Augusta resident David Edlund stacked $1,000 worth of chain saws, sheets of plywood, flashlights and extension cords in the back of his pickup Tuesday.
A general contractor, Mr. Edlund said he is preparing for cleanup and repair jobs that Hurricane Floyd inevitably will leave in its path.
"I'm just going to do some work wherever it hits," he said, adding that he chopped and cleared fallen trees and repaired homes for Myrtle Beach residents when Hurricane Bonnie hit last year. "I've been watching the hurricane, and I decided this morning that I might as well get ready for it."
Mr. Edlund joined several area residents Tuesday -- some of whom took time off from work -- who were buying supplies they thought would carry them through the storm and its aftermath.
Customers loaded trucks with materials they purchased from Augusta building supply stores and headed to relatives' houses and family property in coastal areas that are expected to be hit the hardest, said Home Depot Manager Alan Green.

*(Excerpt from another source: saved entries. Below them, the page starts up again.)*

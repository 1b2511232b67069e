//! Test harness for isolated test execution.
//!
//! Each `TestHarness` owns a temporary directory holding the upload and work
//! directories of one print service, plus a log file the scripted spooler
//! writes printed file names to.

#![allow(dead_code)]

use std::path::{Path, PathBuf};

use tempfile::TempDir;

use stark::config::Config;
use stark::{JobStatus, PrintService};

use super::builders::{spool_to_log, ConfigBuilder};

pub struct TestHarness {
    temp_dir: TempDir,
    pub upload_dir: PathBuf,
    pub work_dir: PathBuf,
    /// One line per document the spooler accepted, in print order.
    pub print_log: PathBuf,
}

impl TestHarness {
    pub fn new() -> Self {
        let temp_dir = TempDir::new().expect("Failed to create temp directory");
        let base = temp_dir.path();

        let upload_dir = base.join("uploads");
        let work_dir = base.join("work");
        let print_log = base.join("printed.log");

        Self {
            temp_dir,
            upload_dir,
            work_dir,
            print_log,
        }
    }

    /// Config whose spooler records every print in `print_log`.
    pub fn config(&self) -> ConfigBuilder {
        ConfigBuilder::new(&self.upload_dir, &self.work_dir)
            .spooler_script(&spool_to_log(&self.print_log))
    }

    pub fn start(&self, config: &Config) -> PrintService {
        PrintService::start(config).expect("Failed to start print service")
    }

    /// Submits `body` as `filename` and returns the job id.
    pub fn submit(&self, service: &PrintService, filename: &str, body: &[u8]) -> String {
        service
            .gate()
            .accept(filename, "10.0.0.5", body)
            .unwrap_or_else(|e| panic!("{filename} was rejected: {e}"))
    }

    pub fn printed(&self) -> Vec<String> {
        match std::fs::read_to_string(&self.print_log) {
            Ok(log) => log.lines().map(str::to_string).collect(),
            Err(_) => Vec::new(),
        }
    }

    pub fn uploads_left(&self) -> usize {
        count_entries(&self.upload_dir)
    }

    pub fn scratch_left(&self) -> usize {
        count_entries(&self.work_dir)
    }

    pub fn temp_path(&self) -> &Path {
        self.temp_dir.path()
    }
}

impl Default for TestHarness {
    fn default() -> Self {
        Self::new()
    }
}

fn count_entries(dir: &Path) -> usize {
    std::fs::read_dir(dir).map(|d| d.count()).unwrap_or(0)
}

/// Statuses recorded for one job, oldest first.
pub fn statuses(events: &[stark::HistoryEvent], job_id: &str) -> Vec<JobStatus> {
    events
        .iter()
        .filter(|e| e.job_id == job_id)
        .map(|e| e.status)
        .collect()
}
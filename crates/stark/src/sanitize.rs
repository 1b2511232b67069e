//! Helpers for cleaning client-supplied names and keeping paths out of logs.

use std::path::Path;
use std::sync::LazyLock;

use regex::Regex;
use unicode_normalization::UnicodeNormalization;

static RE_UNSAFE: LazyLock<Regex> = LazyLock::new(|| Regex::new(r"[^A-Za-z0-9_.-]").unwrap());

/// Returns only the filename component of a path (no directory).
///
/// Safe for span fields; reveals file name without exposing the full path.
pub fn redact_path(path: &Path) -> String {
    path.file_name()
        .and_then(|n| n.to_str())
        .unwrap_or("<unknown>")
        .to_string()
}

/// Reduces a client-supplied filename to a form that is safe to join onto a
/// directory.
///
/// - the name is NFKD-normalized, so accented letters keep their base letter
/// - remaining non-ASCII and control characters are dropped
/// - path separators become word breaks, whitespace runs become `_`
/// - anything outside `[A-Za-z0-9_.-]` is removed
/// - leading and trailing `.`/`_` are stripped, so `..` collapses to nothing
///
/// The result may be empty; callers must reject that.
pub fn secure_filename(name: &str) -> String {
    let ascii: String = name
        .nfkd()
        .filter(|c| c.is_ascii() && !c.is_ascii_control())
        .map(|c| if c == '/' || c == '\\' { ' ' } else { c })
        .collect();

    let joined = ascii.split_whitespace().collect::<Vec<_>>().join("_");
    let cleaned = RE_UNSAFE.replace_all(&joined, "");

    cleaned.trim_matches(|c| c == '.' || c == '_').to_string()
}
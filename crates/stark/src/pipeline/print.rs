use std::path::Path;
use std::process::Command;
use std::time::Duration;

use crate::process::{run_with_deadline, ProcessError};

use super::config::PipelineConfig;

/// Hands a finished PDF to the print system.
pub trait Spooler: Send + Sync {
    /// Returns the spooler's acknowledgement text.
    fn submit(&self, pdf: &Path) -> Result<String, ProcessError>;
}

/// Spooler backed by a CUPS-style `lp` command:
/// `<command> <args..> [-d <printer>] <pdf>`.
pub struct CommandSpooler {
    command: String,
    args: Vec<String>,
    printer: Option<String>,
    timeout: Duration,
}

impl CommandSpooler {
    pub fn new(
        command: impl Into<String>,
        args: Vec<String>,
        printer: Option<String>,
        timeout: Duration,
    ) -> Self {
        Self {
            command: command.into(),
            args,
            printer,
            timeout,
        }
    }

    pub fn from_config(config: &PipelineConfig) -> Self {
        Self::new(
            config.print_command.clone(),
            config.print_args.clone(),
            config.printer_name.clone(),
            config.print_timeout,
        )
    }

    fn command_for(&self, pdf: &Path) -> Command {
        let mut cmd = Command::new(&self.command);
        cmd.args(&self.args);
        if let Some(printer) = &self.printer {
            cmd.arg("-d").arg(printer);
        }
        cmd.arg(pdf);
        cmd
    }
}

impl Spooler for CommandSpooler {
    fn submit(&self, pdf: &Path) -> Result<String, ProcessError> {
        let output = run_with_deadline(self.command_for(pdf), self.timeout)?;
        Ok(output.stdout.trim().to_string())
    }
}
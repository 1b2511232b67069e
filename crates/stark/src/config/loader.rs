use std::path::Path;

use crate::config::schema::Config;
use crate::error::ConfigError;

const SCHEMA_JSON: &str = include_str!("../../schema/config-v1.json");

/// Upper bound for converter and print timeouts (one day). Kept in sync with
/// the schema's `maximum`.
pub const MAX_TIMEOUT_SECS: u64 = 86_400;

pub fn load_config<P: AsRef<Path>>(path: P) -> Result<Config, ConfigError> {
    let path = path.as_ref();
    let content = std::fs::read_to_string(path).map_err(|e| ConfigError::ReadFile {
        path: path.to_path_buf(),
        source: e,
    })?;

    load_config_from_str(&content)
}

pub fn load_config_from_str(content: &str) -> Result<Config, ConfigError> {
    let json_value: serde_json::Value = serde_json::from_str(content)?;

    validate_schema(&json_value)?;

    let config: Config = serde_json::from_value(json_value)?;

    validate_config(&config)?;

    Ok(config)
}

fn validate_schema(json_value: &serde_json::Value) -> Result<(), ConfigError> {
    let schema: serde_json::Value =
        serde_json::from_str(SCHEMA_JSON).map_err(|e| ConfigError::Validation {
            message: format!("Invalid embedded schema JSON: {}", e),
        })?;

    let validator = jsonschema::validator_for(&schema).map_err(|e| ConfigError::Validation {
        message: format!("Failed to compile JSON schema: {}", e),
    })?;

    let error_messages: Vec<String> = validator
        .iter_errors(json_value)
        .map(|e| e.to_string())
        .collect();
    if !error_messages.is_empty() {
        return Err(ConfigError::SchemaValidation {
            errors: error_messages.join("; "),
        });
    }

    Ok(())
}

/// Semantic checks that also apply to configs built in code.
pub fn validate_config(config: &Config) -> Result<(), ConfigError> {
    if config.version != "1.0" {
        return Err(ConfigError::Validation {
            message: format!("Unsupported config version: {}", config.version),
        });
    }

    if config.worker_count == 0 {
        return Err(invalid("worker_count must be at least 1"));
    }

    if config.history.capacity == 0 || config.history.query_limit == 0 {
        return Err(invalid("history capacity and query_limit must be at least 1"));
    }

    if config.converter.timeout_secs == 0 || config.printer.timeout_secs == 0 {
        return Err(invalid("converter and printer timeouts must be positive"));
    }

    for (name, secs) in [
        ("converter.timeout_secs", config.converter.timeout_secs),
        ("printer.timeout_secs", config.printer.timeout_secs),
    ] {
        if secs > MAX_TIMEOUT_SECS {
            return Err(ConfigError::Validation {
                message: format!(
                    "{} must be at most {} seconds, got {}",
                    name, MAX_TIMEOUT_SECS, secs
                ),
            });
        }
    }

    if config.converter.command.trim().is_empty() {
        return Err(invalid("converter.command must not be empty"));
    }

    if config.printer.command.trim().is_empty() {
        return Err(invalid("printer.command must not be empty"));
    }

    if let Some(name) = &config.printer.name {
        if name.trim().is_empty() {
            return Err(invalid(
                "printer.name must not be empty; omit it to use the default printer",
            ));
        }
    }

    if config.upload_directory == config.work_directory {
        return Err(invalid(
            "upload_directory and work_directory must be different directories",
        ));
    }

    Ok(())
}

fn invalid(message: &str) -> ConfigError {
    ConfigError::Validation {
        message: message.to_string(),
    }
}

"We've got four lumber trucks coming in from Atlanta to help people board up property if they need to," Mr. Green said.
Tarps, flashlights, charcoal, outdoor-propane stoves and batteries were pulled to the front aisles of local stores.
Supermarket managers ordered hundreds of extra bottles of water to meet the demand of local residents who also are stocking up on batteries and canned and dry-foods.
In Columbia, Tammy Padula loaded a car with groceries at the Edenwood Shopping Center Bi-Lo. She said she never prepared for previous hurricanes but decided she had better get ready for Floyd.
"I don't know why," she said. "I think it's something about that line about this being triple the size of Andrew. I'm not panicked, but I am playing it safe."
Aiken Publix Manager Todd Blease said "a ton of people from Charleston and Savannah" have come by to pick up sodas, chips and canned food.
"Stocks are holding, and we're not about to be depleted," said Aiken Bi-Lo Manager Bill Bradshaw, adding that the store's sales were 50 percent higher than its Tuesday sales average.
"One woman came in this morning and left with three shopping carts of bottled water," said Rick Webb, Aiken Big K super store replenishment manager.
But what area customers really wanted -- and could not seem to find -- were generators.
"We looked at HQ, Sam's and Lowe's for a generator, and there aren't any," said Debbie Gibbons, carrying a flashlight and AA and D-size batteries to the Home Depot cashier.
Mrs. Gibbons, a Lincolnton resident, found no generators on Home Depot shelves either.
A demand created by customers who have been buying generators all year to prepare for Y2K is blamed for the scarcity, HQ Assistant Manager Robin O'Neill said.
At Lowe's Home Improvement Warehouse Store on Bobby Jones Expressway in Martinez, a display of 30 electric generators dwindled to three in a little more than an hour. Lowe's Assistant Manager Terry Chappell said those generators were being purchased both for local use and for people along the coast.
"As soon as I hit the door, I noticed a crowd of people around the generators," Mr. Chappell said.
"We are getting about 10 requests per hour," said Sam's Wholesale Manager Robert Gibbons, adding that seven of the eight generators the store stocked were purchased by the same customer.
While the store had no luck finding generators for its depleted stock, Wal-Mart placed an order Tuesday for a truckload of bottled water and 100 extra bags of charcoal to stock its two Augusta locations, said Mike Bright, assistant manager at the Bobby Jones Expressway store.
"Until we see where this thing is going to hit, we are not going to supply all of our stores," said Jami Buck, spokeswoman for The Home Depot regional distribution centers. "We are in the process of holding, because we want to be able to supply those areas that are hardest hit."